The best thing you can do this far into flower is defoliate alil, maybe 15 percent no more.make sure it's bottom leaves that aren't getting direct light.and also down thru the middle interior to encourage air movement,pests hate wind.put a small oscillating fan on em .also you can cover top soil with inch or two of hydroton pebbles this will stop the flies from nesting or laying eggs in topsoil.yo you can check my current grow journal out here it's called (Back in the saddle again) any and all questions are welcome.happy growing to you bro.


----------



## Buzzy (Jun 18, 2020)

CoralReefer said:


> Thanks guys.
> I‘m also getting some whiteflies, have been knocking them off and don’t want to use any neem oil or chemicals close to harvest. Any suggestion? And also, since I have some bug infestion, do any of you wash your buds after cutting?

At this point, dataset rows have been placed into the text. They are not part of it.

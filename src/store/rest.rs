//! REST backend speaking the PostgREST dialect of the hosted database.

use anyhow::{anyhow, Context, Result};
use async_trait::async_trait;
use reqwest::header::{HeaderMap, HeaderValue, AUTHORIZATION};
use reqwest::Client;
use serde::Deserialize;
use tracing::debug;

use super::{RecordStore, EXPLANATIONS_TABLE, MEMBERS_TABLE, ROSTER_TABLE};
use crate::config::REST_PAGE_SIZE;
use crate::models::{Member, MemberQuery, NewExplanation, NewMember, RosterEntry};

#[derive(Debug, Deserialize)]
struct InsertedId {
    id: i64,
}

/// Record store backed by `<url>/rest/v1/<table>`
#[derive(Debug, Clone)]
pub struct RestStore {
    client: Client,
    base_url: String,
    page_size: usize,
}

impl RestStore {
    /// Build a client that sends the service key on every request
    pub fn new(url: &str, key: &str) -> Result<Self> {
        let mut headers = HeaderMap::new();
        headers.insert(
            "apikey",
            HeaderValue::from_str(key).context("Store key is not a valid header value")?,
        );
        headers.insert(
            AUTHORIZATION,
            HeaderValue::from_str(&format!("Bearer {key}"))
                .context("Store key is not a valid header value")?,
        );

        let client = Client::builder()
            .default_headers(headers)
            .build()
            .context("Failed to build store HTTP client")?;

        Ok(Self {
            client,
            base_url: format!("{}/rest/v1", url.trim_end_matches('/')),
            page_size: REST_PAGE_SIZE,
        })
    }

    /// Rows requested per page; must not exceed the server's max-rows
    pub fn with_page_size(mut self, page_size: usize) -> Self {
        self.page_size = page_size.max(1);
        self
    }

    fn table_url(&self, table: &str) -> String {
        format!("{}/{}", self.base_url, table)
    }

    /// POST one row and return the representation the server sends back
    async fn insert_returning<T, R>(&self, table: &str, row: &T) -> Result<R>
    where
        T: serde::Serialize + Sync,
        R: serde::de::DeserializeOwned + Send,
    {
        let rows: Vec<R> = self
            .client
            .post(self.table_url(table))
            .header("Prefer", "return=representation")
            .json(row)
            .send()
            .await
            .with_context(|| format!("Insert into {table} failed"))?
            .error_for_status()
            .with_context(|| format!("Insert into {table} rejected"))?
            .json()
            .await
            .with_context(|| format!("Insert into {table} returned an unreadable body"))?;

        rows.into_iter()
            .next()
            .ok_or_else(|| anyhow!("Insert into {table} returned no rows"))
    }

    /// GET every matching row, one `limit`/`offset` page at a time
    ///
    /// The server truncates large responses silently, so a full page means
    /// another one may follow. `filters` must impose a stable order.
    async fn select<R>(&self, table: &str, filters: &[(&str, String)]) -> Result<Vec<R>>
    where
        R: serde::de::DeserializeOwned + Send,
    {
        let mut rows: Vec<R> = Vec::new();
        loop {
            let mut query = filters.to_vec();
            query.push(("limit", self.page_size.to_string()));
            query.push(("offset", rows.len().to_string()));

            let page: Vec<R> = self
                .client
                .get(self.table_url(table))
                .query(&query)
                .send()
                .await
                .with_context(|| format!("Query on {table} failed"))?
                .error_for_status()
                .with_context(|| format!("Query on {table} rejected"))?
                .json()
                .await
                .with_context(|| format!("Query on {table} returned an unreadable body"))?;

            let fetched = page.len();
            rows.extend(page);
            if fetched < self.page_size {
                break;
            }
        }

        debug!(table, rows = rows.len(), "Query complete");
        Ok(rows)
    }
}

#[async_trait]
impl RecordStore for RestStore {
    async fn insert_member(&self, member: &NewMember) -> Result<Member> {
        let stored: Member = self.insert_returning(MEMBERS_TABLE, member).await?;
        debug!(member_id = stored.id, "Member row inserted");
        Ok(stored)
    }

    async fn find_members(&self, query: &MemberQuery) -> Result<Vec<Member>> {
        let mut filters = vec![("select", "*".to_string()), ("order", "id.asc".to_string())];
        if let Some(scope_id) = query.scope_id {
            filters.push(("scope_id", format!("eq.{scope_id}")));
        }

        // Class filter is applied locally: `ilike` treats `*` and `%` in labels as wildcards
        let rows: Vec<Member> = self.select(MEMBERS_TABLE, &filters).await?;
        Ok(rows.into_iter().filter(|m| query.matches(m)).collect())
    }

    async fn insert_explanation(&self, explanation: &NewExplanation) -> Result<i64> {
        let inserted: InsertedId = self
            .insert_returning(EXPLANATIONS_TABLE, explanation)
            .await?;
        Ok(inserted.id)
    }

    async fn list_roster(&self, scope_id: i64) -> Result<Vec<RosterEntry>> {
        let filters = [
            ("select", "scope_id,user_id".to_string()),
            ("order", "user_id.asc".to_string()),
            ("scope_id", format!("eq.{scope_id}")),
        ];
        self.select(ROSTER_TABLE, &filters).await
    }
}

FOOD GRADE diatomaceous earth..........sprinkle it on ur plants......its not harmful in any way to US,  will kill any bug though.....takes 7 days or so, maybe 10. 
Bugs will flee fast, and completely be eradicated in 7 to 10 days,


----------



## docfishwrinkle (Jun 27, 2020)

food grade DE is harmful to your lungs.  don't matter if it's food grade or pool grade it's all silica and silica sucks to inhale, pool grade more so as it's like inhaling nano razors.  i know people probably won't be horking lines of it nor the fans kicking up dust clouds, but don't say, "it's not harmful in any way to us."  use food grade over pool grade and make sure to wear a mask when applying and keep it damp to keep it in place.  use it on top of soil not the plant.  many of us know the danger of silica, but we are in the beginners forum


----------